The central government will not allow the renminbi to appreciate this year, as the market is highly speculative on the revaluation of the currency.
Fan Gang, director of the National Economic Research Institute China Reform Foundation, said this yesterday.
If Beijing allows the renminbi to appreciate in such a market environment, the exchange rate of the currency will see even greater fluctuation, Fan said at a seminar on economic outlook held by MasterCard International in Hong Kong.
Meanwhile, Fan stressed that renminbi revaluation must choose an appropriate time because it is a very sensitive issue, which could bring unemployment shocks that are very hard to deal with on the mainland. Fan said that speculation on renminbi revaluation is very risky and dangerous and as long as the speculation money stays in the market, the central government will not consider the revaluation issue.
In addition, Fan noted that 5 per cent inflation for the mainland last year and an expected 4-5 per cent inflation this year, or a total of about 10 per cent increase in consumer prices, would have actually led to the appreciation of the renminbi.

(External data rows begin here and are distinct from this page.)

//! Session Supervisor
//!
//! Keeps a [`StreamSession`] connected: whenever the session closes on its
//! own (or a connect attempt fails) it waits out the backoff delay and calls
//! `connect` again. The session itself never reconnects.

use std::sync::Arc;

use tokio_util::sync::CancellationToken;

use super::policy::{ReconnectConfig, ReconnectPolicy};
use crate::application::services::{SessionError, StreamSession};
use crate::domain::session::SessionExit;
use crate::infrastructure::metrics;

/// Why a supervisor stopped.
#[derive(Debug, thiserror::Error)]
pub enum ReconnectError {
    /// Streaming is disabled for the exchange; nothing to supervise.
    #[error("streaming is not enabled for {0}")]
    NotEnabled(String),

    /// Maximum reconnection attempts exceeded.
    #[error("maximum reconnection attempts ({0}) exceeded")]
    MaxAttemptsExceeded(u32),
}

/// Reconnect loop around one session.
#[derive(Debug)]
pub struct SessionSupervisor {
    session: Arc<StreamSession>,
    config: ReconnectConfig,
    cancel: CancellationToken,
}

impl SessionSupervisor {
    /// Create a supervisor; nothing happens until [`Self::run`].
    #[must_use]
    pub const fn new(
        session: Arc<StreamSession>,
        config: ReconnectConfig,
        cancel: CancellationToken,
    ) -> Self {
        Self {
            session,
            config,
            cancel,
        }
    }

    /// Run until cancelled, the session is closed by someone else, or
    /// attempts run out. The session is closed on the way out.
    ///
    /// # Errors
    ///
    /// Returns `NotEnabled` if streaming is disabled and
    /// `MaxAttemptsExceeded` when the policy gives up.
    pub async fn run(self) -> Result<(), ReconnectError> {
        let exchange = self.session.exchange_name().to_string();
        let mut policy = ReconnectPolicy::new(self.config.clone());

        loop {
            if self.cancel.is_cancelled() {
                break;
            }

            match self.session.connect().await {
                Ok(()) => {
                    policy.reset();
                    let exit = tokio::select! {
                        () = self.cancel.cancelled() => break,
                        exit = self.session.wait_closed() => exit,
                    };
                    match exit {
                        Some(SessionExit::Cancelled) | None => {
                            tracing::info!(exchange = %exchange, "Session closed by owner; supervisor stopping");
                            return Ok(());
                        }
                        Some(exit) => {
                            tracing::warn!(exchange = %exchange, exit = %exit, "Session dropped");
                        }
                    }
                }
                Err(SessionError::NotEnabled(name)) => {
                    return Err(ReconnectError::NotEnabled(name));
                }
                Err(e) => {
                    tracing::warn!(exchange = %exchange, error = %e, "Session connect failed");
                }
            }

            let Some(delay) = policy.next_delay() else {
                self.session.close().await;
                return Err(ReconnectError::MaxAttemptsExceeded(policy.attempt_count()));
            };
            metrics::record_reconnect(&exchange);
            tracing::info!(
                exchange = %exchange,
                attempt = policy.attempt_count(),
                delay_ms = delay.as_millis(),
                "Reconnecting stream session"
            );

            tokio::select! {
                () = self.cancel.cancelled() => break,
                () = tokio::time::sleep(delay) => {}
            }
        }

        tracing::info!(exchange = %exchange, "Supervisor cancelled");
        self.session.close().await;
        Ok(())
    }
}
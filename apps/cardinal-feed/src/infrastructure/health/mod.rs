//! Health Check and Metrics Endpoint
//!
//! HTTP endpoint reporting session and bus status plus Prometheus metrics.
//!
//! # Endpoints
//!
//! - `GET /health` - JSON status of every session and the event bus
//! - `GET /healthz` - liveness probe (always OK)
//! - `GET /readyz` - readiness probe (a session is connected and a bus channel is enabled)
//! - `GET /metrics` - Prometheus metrics in text format

use std::net::SocketAddr;
use std::sync::Arc;
use std::time::Instant;

use axum::extract::State;
use axum::http::{StatusCode, header};
use axum::response::IntoResponse;
use axum::routing::get;
use axum::{Json, Router};
use chrono::{DateTime, Utc};
use serde::Serialize;
use tokio::net::TcpListener;
use tokio_util::sync::CancellationToken;
use uuid::Uuid;

use crate::application::services::StreamSession;
use crate::domain::session::SessionState;
use crate::infrastructure::bus::{BusStats, SharedEventBus};
use crate::infrastructure::metrics::get_metrics_handle;

const PROMETHEUS_CONTENT_TYPE: &str = "text/plain; version=0.0.4; charset=utf-8";

// =============================================================================
// Health Response Types
// =============================================================================

/// Health check response.
#[derive(Debug, Clone, Serialize)]
pub struct HealthResponse {
    /// Overall status.
    pub status: HealthStatus,
    /// Feed version.
    pub version: String,
    /// Process uptime in seconds.
    pub uptime_secs: u64,
    /// Current time.
    pub current_time: DateTime<Utc>,
    /// Per-session status.
    pub sessions: Vec<SessionInfo>,
    /// Event bus status.
    pub bus: BusStats,
}

/// Overall health status.
#[derive(Debug, Clone, Copy, PartialEq, Eq, Serialize)]
#[serde(rename_all = "lowercase")]
pub enum HealthStatus {
    /// Every session connected.
    Healthy,
    /// Some sessions connected.
    Degraded,
    /// No session connected.
    Unhealthy,
}

/// Status of one stream session.
#[derive(Debug, Clone, Serialize)]
pub struct SessionInfo {
    /// Exchange name.
    pub exchange: String,
    /// Session id.
    pub session_id: Uuid,
    /// Current state.
    pub state: SessionState,
    /// Whether the connection uses a listen key.
    pub authenticated: bool,
    /// Whether authenticated streams may still be attempted.
    pub can_use_authenticated: bool,
    /// Live background tasks.
    pub active_tasks: usize,
}

impl SessionInfo {
    fn from_session(session: &StreamSession) -> Self {
        Self {
            exchange: session.exchange_name().to_string(),
            session_id: session.session_id(),
            state: session.state(),
            authenticated: session.is_authenticated(),
            can_use_authenticated: session.can_use_authenticated(),
            active_tasks: session.active_tasks(),
        }
    }

    const fn is_connected(&self) -> bool {
        matches!(self.state, SessionState::Connected)
    }
}

/// Readiness probe body.
#[derive(Debug, Clone, Copy, PartialEq, Eq, Serialize)]
pub struct Readiness {
    /// Whether events can flow to the consumer.
    pub ready: bool,
    /// Sessions currently connected.
    pub connected_sessions: usize,
    /// Whether at least one bus channel is enabled.
    pub bus_enabled: bool,
}

impl Readiness {
    fn of(state: &HealthServerState) -> Self {
        let connected_sessions = state
            .sessions
            .iter()
            .filter(|session| session.state() == SessionState::Connected)
            .count();
        let bus_enabled = state.bus.is_ticker_enabled() || state.bus.is_watcher_enabled();
        Self {
            ready: connected_sessions > 0 && bus_enabled,
            connected_sessions,
            bus_enabled,
        }
    }
}

// =============================================================================
// Health Server State
// =============================================================================

/// Shared state for the health server.
#[derive(Debug)]
pub struct HealthServerState {
    version: String,
    started_at: Instant,
    sessions: Vec<Arc<StreamSession>>,
    bus: SharedEventBus,
}

impl HealthServerState {
    /// Create new health server state.
    #[must_use]
    pub fn new(version: String, sessions: Vec<Arc<StreamSession>>, bus: SharedEventBus) -> Self {
        Self {
            version,
            started_at: Instant::now(),
            sessions,
            bus,
        }
    }
}

// =============================================================================
// Health Server
// =============================================================================

/// Health check HTTP server.
#[derive(Debug)]
pub struct HealthServer {
    port: u16,
    state: Arc<HealthServerState>,
    cancel: CancellationToken,
}

impl HealthServer {
    /// Create a new health server.
    #[must_use]
    pub const fn new(port: u16, state: Arc<HealthServerState>, cancel: CancellationToken) -> Self {
        Self {
            port,
            state,
            cancel,
        }
    }

    /// Run the health server until cancelled.
    ///
    /// # Errors
    ///
    /// Returns `HealthServerError` if binding fails or the HTTP server
    /// encounters a fatal error while running.
    pub async fn run(self) -> Result<(), HealthServerError> {
        let addr = SocketAddr::from(([0, 0, 0, 0], self.port));
        let listener = TcpListener::bind(addr)
            .await
            .map_err(|source| HealthServerError::Bind {
                port: self.port,
                source,
            })?;

        tracing::info!(port = self.port, "Health server listening");
        serve(listener, self.state, self.cancel).await?;
        tracing::info!("Health server stopped");
        Ok(())
    }
}

/// Build the health router.
pub fn router(state: Arc<HealthServerState>) -> Router {
    Router::new()
        .route("/health", get(health_handler))
        .route("/healthz", get(liveness_handler))
        .route("/readyz", get(readiness_handler))
        .route("/metrics", get(metrics_handler))
        .with_state(state)
}

/// Serve the health router on an already bound listener until cancelled.
///
/// # Errors
///
/// Returns `Serve` if the HTTP server stops with an error.
pub async fn serve(
    listener: TcpListener,
    state: Arc<HealthServerState>,
    cancel: CancellationToken,
) -> Result<(), HealthServerError> {
    axum::serve(listener, router(state))
        .with_graceful_shutdown(cancel.cancelled_owned())
        .await
        .map_err(HealthServerError::Serve)
}

// =============================================================================
// HTTP Handlers
// =============================================================================

async fn health_handler(State(state): State<Arc<HealthServerState>>) -> impl IntoResponse {
    let response = build_health_response(&state);
    let code = if response.status == HealthStatus::Unhealthy {
        StatusCode::SERVICE_UNAVAILABLE
    } else {
        StatusCode::OK
    };
    (code, Json(response))
}

async fn liveness_handler() -> StatusCode {
    StatusCode::OK
}

async fn readiness_handler(State(state): State<Arc<HealthServerState>>) -> impl IntoResponse {
    let readiness = Readiness::of(&state);
    let code = if readiness.ready {
        StatusCode::OK
    } else {
        StatusCode::SERVICE_UNAVAILABLE
    };
    (code, Json(readiness))
}

async fn metrics_handler() -> impl IntoResponse {
    match get_metrics_handle() {
        Some(handle) => (
            StatusCode::OK,
            [(header::CONTENT_TYPE, PROMETHEUS_CONTENT_TYPE)],
            handle.render(),
        ),
        None => (
            StatusCode::SERVICE_UNAVAILABLE,
            [(header::CONTENT_TYPE, "text/plain")],
            "metrics recorder not installed".to_string(),
        ),
    }
}

fn build_health_response(state: &HealthServerState) -> HealthResponse {
    let sessions: Vec<SessionInfo> = state
        .sessions
        .iter()
        .map(|session| SessionInfo::from_session(session))
        .collect();

    HealthResponse {
        status: determine_health_status(&sessions),
        version: state.version.clone(),
        uptime_secs: state.started_at.elapsed().as_secs(),
        current_time: Utc::now(),
        sessions,
        bus: state.bus.stats(),
    }
}

fn determine_health_status(sessions: &[SessionInfo]) -> HealthStatus {
    let connected = sessions.iter().filter(|s| s.is_connected()).count();
    match connected {
        0 => HealthStatus::Unhealthy,
        n if n == sessions.len() => HealthStatus::Healthy,
        _ => HealthStatus::Degraded,
    }
}

// =============================================================================
// Errors
// =============================================================================

/// Health server errors.
#[derive(Debug, thiserror::Error)]
pub enum HealthServerError {
    /// The listen port could not be bound.
    #[error("failed to bind health port {port}")]
    Bind {
        /// Requested port.
        port: u16,
        /// Underlying socket error.
        #[source]
        source: std::io::Error,
    },

    /// The HTTP server stopped with an error.
    #[error("health server failed")]
    Serve(#[source] std::io::Error),
}

// =============================================================================
// Tests
// =============================================================================

#[cfg(test)]
mod tests {
    use super::*;
    use crate::infrastructure::bus::{BusConfig, EventBus};

    fn info(state: SessionState) -> SessionInfo {
        SessionInfo {
            exchange: "binance".to_string(),
            session_id: Uuid::nil(),
            state,
            authenticated: false,
            can_use_authenticated: false,
            active_tasks: 0,
        }
    }

    #[test]
    fn bind_error_names_port() {
        let error = HealthServerError::Bind {
            port: 8082,
            source: std::io::Error::from(std::io::ErrorKind::AddrInUse),
        };
        assert_eq!(error.to_string(), "failed to bind health port 8082");
        assert!(std::error::Error::source(&error).is_some());
    }

    #[test]
    fn status_by_connected_sessions() {
        let connected = info(SessionState::Connected);
        let closed = info(SessionState::Closed);

        assert_eq!(
            determine_health_status(&[connected.clone(), connected.clone()]),
            HealthStatus::Healthy
        );
        assert_eq!(
            determine_health_status(&[connected, closed.clone()]),
            HealthStatus::Degraded
        );
        assert_eq!(determine_health_status(&[closed]), HealthStatus::Unhealthy);
        assert_eq!(determine_health_status(&[]), HealthStatus::Unhealthy);
    }

    #[test]
    fn session_info_serializes_state_lowercase() {
        let json = serde_json::to_value(info(SessionState::Degraded)).unwrap();
        assert_eq!(json["state"], "degraded");
    }

    #[tokio::test]
    async fn serves_probes_on_bound_listener() {
        let bus = Arc::new(EventBus::new(BusConfig::default()));
        bus.enable_ticker();
        let state = Arc::new(HealthServerState::new("test".to_string(), Vec::new(), bus));

        let listener = TcpListener::bind("127.0.0.1:0").await.unwrap();
        let addr = listener.local_addr().unwrap();
        let cancel = CancellationToken::new();
        let server = tokio::spawn(serve(listener, state, cancel.clone()));

        let client = reqwest::Client::new();
        let live = client
            .get(format!("http://{addr}/healthz"))
            .send()
            .await
            .unwrap();
        assert_eq!(live.status(), reqwest::StatusCode::OK);

        let ready = client
            .get(format!("http://{addr}/readyz"))
            .send()
            .await
            .unwrap();
        assert_eq!(ready.status(), reqwest::StatusCode::SERVICE_UNAVAILABLE);
        let readiness: serde_json::Value = ready.json().await.unwrap();
        assert_eq!(readiness["connected_sessions"], 0);
        assert_eq!(readiness["bus_enabled"], true);

        let health: serde_json::Value = client
            .get(format!("http://{addr}/health"))
            .send()
            .await
            .unwrap()
            .json()
            .await
            .unwrap();
        assert_eq!(health["status"], "unhealthy");
        assert_eq!(health["bus"]["ticker_enabled"], true);
        assert_eq!(health["bus"]["watcher_enabled"], false);

        cancel.cancel();
        server.await.unwrap().unwrap();
    }
}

The rise of interest rates in the US this year will also ease the appreciation pressure on the renminbi, Fan added.
In the long run,renminbi should be pegged with a basket of currencies because the exchange rate of the US dollar is very unstable, suggested Fan.
Yuwa Hedrick Wong, MasterCard's economic adviser for Asia-Pacific, estimated that the economy of the mainland will remain active this year and will drive economic growth in the Asia-Pacific region.
Wong said that because of the complexity of variables in the Asia-Pacific region as well as the whole world, the global economy will meet new uncertainties and complexities, such as greater fluctuation of the US dollar, continuous inflation and consequent rise of interest rates.
Wong believes that the US dollar will see greater fluctuation this year, with a range of 10-20 per cent, and the mainland government will keep raising interest rates.
Furthermore, MasterCard International suggested that as consumer confidence and employment in Hong Kong improves, the stock and property markets rebound, and deflation comes to an end, development in Hong Kong should remain optimistic.
At the same time, the inflow of mainland tourists and capital will drive Hong Kong's economic growth in 2005.